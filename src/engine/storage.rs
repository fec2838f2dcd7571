//! pstore Storage Module
//!
//! The five storage operations (read, write, delete, prefix scan and counter
//! increment) against the record and counter tables. Every call checks out
//! one pooled connection for its duration and runs as a single statement or
//! a single transaction, so an interrupted call never leaves partial state.
//!
//! Nothing here checks the schema version; callers run
//! [`MigrationRunner::initialize`](crate::engine::migrations::MigrationRunner::initialize)
//! first.

use rusqlite::{params, OptionalExtension, TransactionBehavior};
use std::time::Instant;
use thiserror::Error;

use crate::engine::database::{Database, DatabaseError, DbConnection};

/// Longest key or counter name the tables accept, in characters
pub const MAX_KEY_LEN: usize = 100;

#[derive(Error, Debug)]
pub enum StorageError {
    #[error("{0} was not found in the store")]
    NotFound(String),

    #[error("Invalid key {key:?}: {reason}")]
    InvalidKey { key: String, reason: String },

    #[error("Database unavailable: {0}")]
    Unavailable(#[from] r2d2::Error),

    #[error("{op} failed for {key:?}: {source}")]
    Database {
        op: &'static str,
        key: String,
        #[source]
        source: rusqlite::Error,
    },
}

impl StorageError {
    /// Failures a caller may simply try again
    pub fn is_retryable(&self) -> bool {
        matches!(self, StorageError::Unavailable(_))
    }

    fn database(op: &'static str, key: &str, source: rusqlite::Error) -> Self {
        StorageError::Database {
            op,
            key: key.to_string(),
            source,
        }
    }
}

pub type StorageResult<T> = Result<T, StorageError>;

#[derive(Clone)]
pub struct KvStore {
    db: Database,
}

impl KvStore {
    pub fn new(db: Database) -> Self {
        Self { db }
    }

    pub fn database(&self) -> &Database {
        &self.db
    }

    /// Stored payload for `key`, or [`StorageError::NotFound`].
    pub fn read(&self, key: &str) -> StorageResult<Vec<u8>> {
        let started = Instant::now();
        let conn = self.conn("read", key)?;

        // key is the primary key; should several rows ever match, the first wins
        let value = conn
            .query_row(
                "SELECT value FROM records WHERE key = ?1",
                params![key],
                |row| row.get::<_, Vec<u8>>(0),
            )
            .optional()
            .map_err(|e| StorageError::database("read", key, e))?;

        tracing::debug!(key, elapsed = ?started.elapsed(), found = value.is_some(), "read");
        value.ok_or_else(|| StorageError::NotFound(key.to_string()))
    }

    /// Insert or replace the value for `key` in one statement.
    pub fn write(&self, key: &str, value: &[u8]) -> StorageResult<()> {
        validate_key(key)?;
        tracing::debug!(key, bytes = value.len(), "running write");

        let conn = self.conn("write", key)?;
        let result = conn.execute(
            "INSERT INTO records (key, value) VALUES (?1, ?2)
             ON CONFLICT(key) DO UPDATE SET value = excluded.value",
            params![key, value],
        );

        if let Err(e) = result {
            let pool = self.db.pool_state();
            tracing::warn!(
                key,
                error = %e,
                connections = pool.connections,
                idle_connections = pool.idle_connections,
                "write failed"
            );
            return Err(StorageError::database("write", key, e));
        }

        tracing::debug!(key, "completed write");
        Ok(())
    }

    /// Remove `key` if present. Absent keys are not an error.
    pub fn delete(&self, key: &str) -> StorageResult<()> {
        let conn = self.conn("delete", key)?;
        let removed = conn
            .execute("DELETE FROM records WHERE key = ?1", params![key])
            .map_err(|e| StorageError::database("delete", key, e))?;

        tracing::debug!(key, removed, "delete");
        Ok(())
    }

    /// Every key starting with `prefix`; the empty prefix lists all keys.
    ///
    /// The comparison is a literal, case-sensitive byte prefix match: `%` and
    /// `_` carry no pattern meaning. Order is unspecified.
    pub fn get_keys(&self, prefix: &str) -> StorageResult<Vec<String>> {
        let conn = self.conn("get_keys", prefix)?;
        let mut stmt = conn
            .prepare(
                "SELECT key FROM records
                 WHERE key >= ?1
                   AND substr(CAST(key AS BLOB), 1, length(CAST(?1 AS BLOB))) = CAST(?1 AS BLOB)",
            )
            .map_err(|e| StorageError::database("get_keys", prefix, e))?;

        let keys = stmt
            .query_map(params![prefix], |row| row.get::<_, String>(0))
            .and_then(|rows| rows.collect::<Result<Vec<String>, _>>())
            .map_err(|e| StorageError::database("get_keys", prefix, e))?;

        tracing::debug!(prefix, count = keys.len(), "get_keys");
        Ok(keys)
    }

    /// Add one to counter `name` and return the new value. An unseen name
    /// starts at 1.
    pub fn count_increment(&self, name: &str) -> StorageResult<i64> {
        validate_key(name)?;
        let failed = |e| StorageError::database("count_increment", name, e);

        let mut conn = self.conn("count_increment", name)?;
        let tx = conn
            .transaction_with_behavior(TransactionBehavior::Immediate)
            .map_err(failed)?;
        let count: i64 = tx
            .query_row(
                "INSERT INTO counters (key, value) VALUES (?1, 1)
                 ON CONFLICT(key) DO UPDATE SET value = value + 1
                 RETURNING value",
                params![name],
                |row| row.get(0),
            )
            .map_err(failed)?;
        tx.commit().map_err(failed)?;

        tracing::debug!(counter = name, count, "count_increment");
        Ok(count)
    }

    fn conn(&self, op: &'static str, key: &str) -> StorageResult<DbConnection> {
        match self.db.get_connection() {
            Ok(conn) => Ok(conn),
            Err(DatabaseError::PoolError(e)) => Err(StorageError::Unavailable(e)),
            Err(DatabaseError::SqliteError(e)) => Err(StorageError::database(op, key, e)),
        }
    }
}

pub fn validate_key(key: &str) -> StorageResult<()> {
    let len = key.chars().count();
    if len > MAX_KEY_LEN {
        return Err(StorageError::InvalidKey {
            key: key.to_string(),
            reason: format!("{} characters exceeds the {} character limit", len, MAX_KEY_LEN),
        });
    }
    Ok(())
}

☆ ☆ ☆ ☆ ☆

- **Exercise goal**
Show all lines above holding "crate".

- **Output**
//! [`MigrationRunner::initialize`](crate::engine::migrations::MigrationRunner::initialize)
use crate::engine::database::{Database, DatabaseError, DbConnection};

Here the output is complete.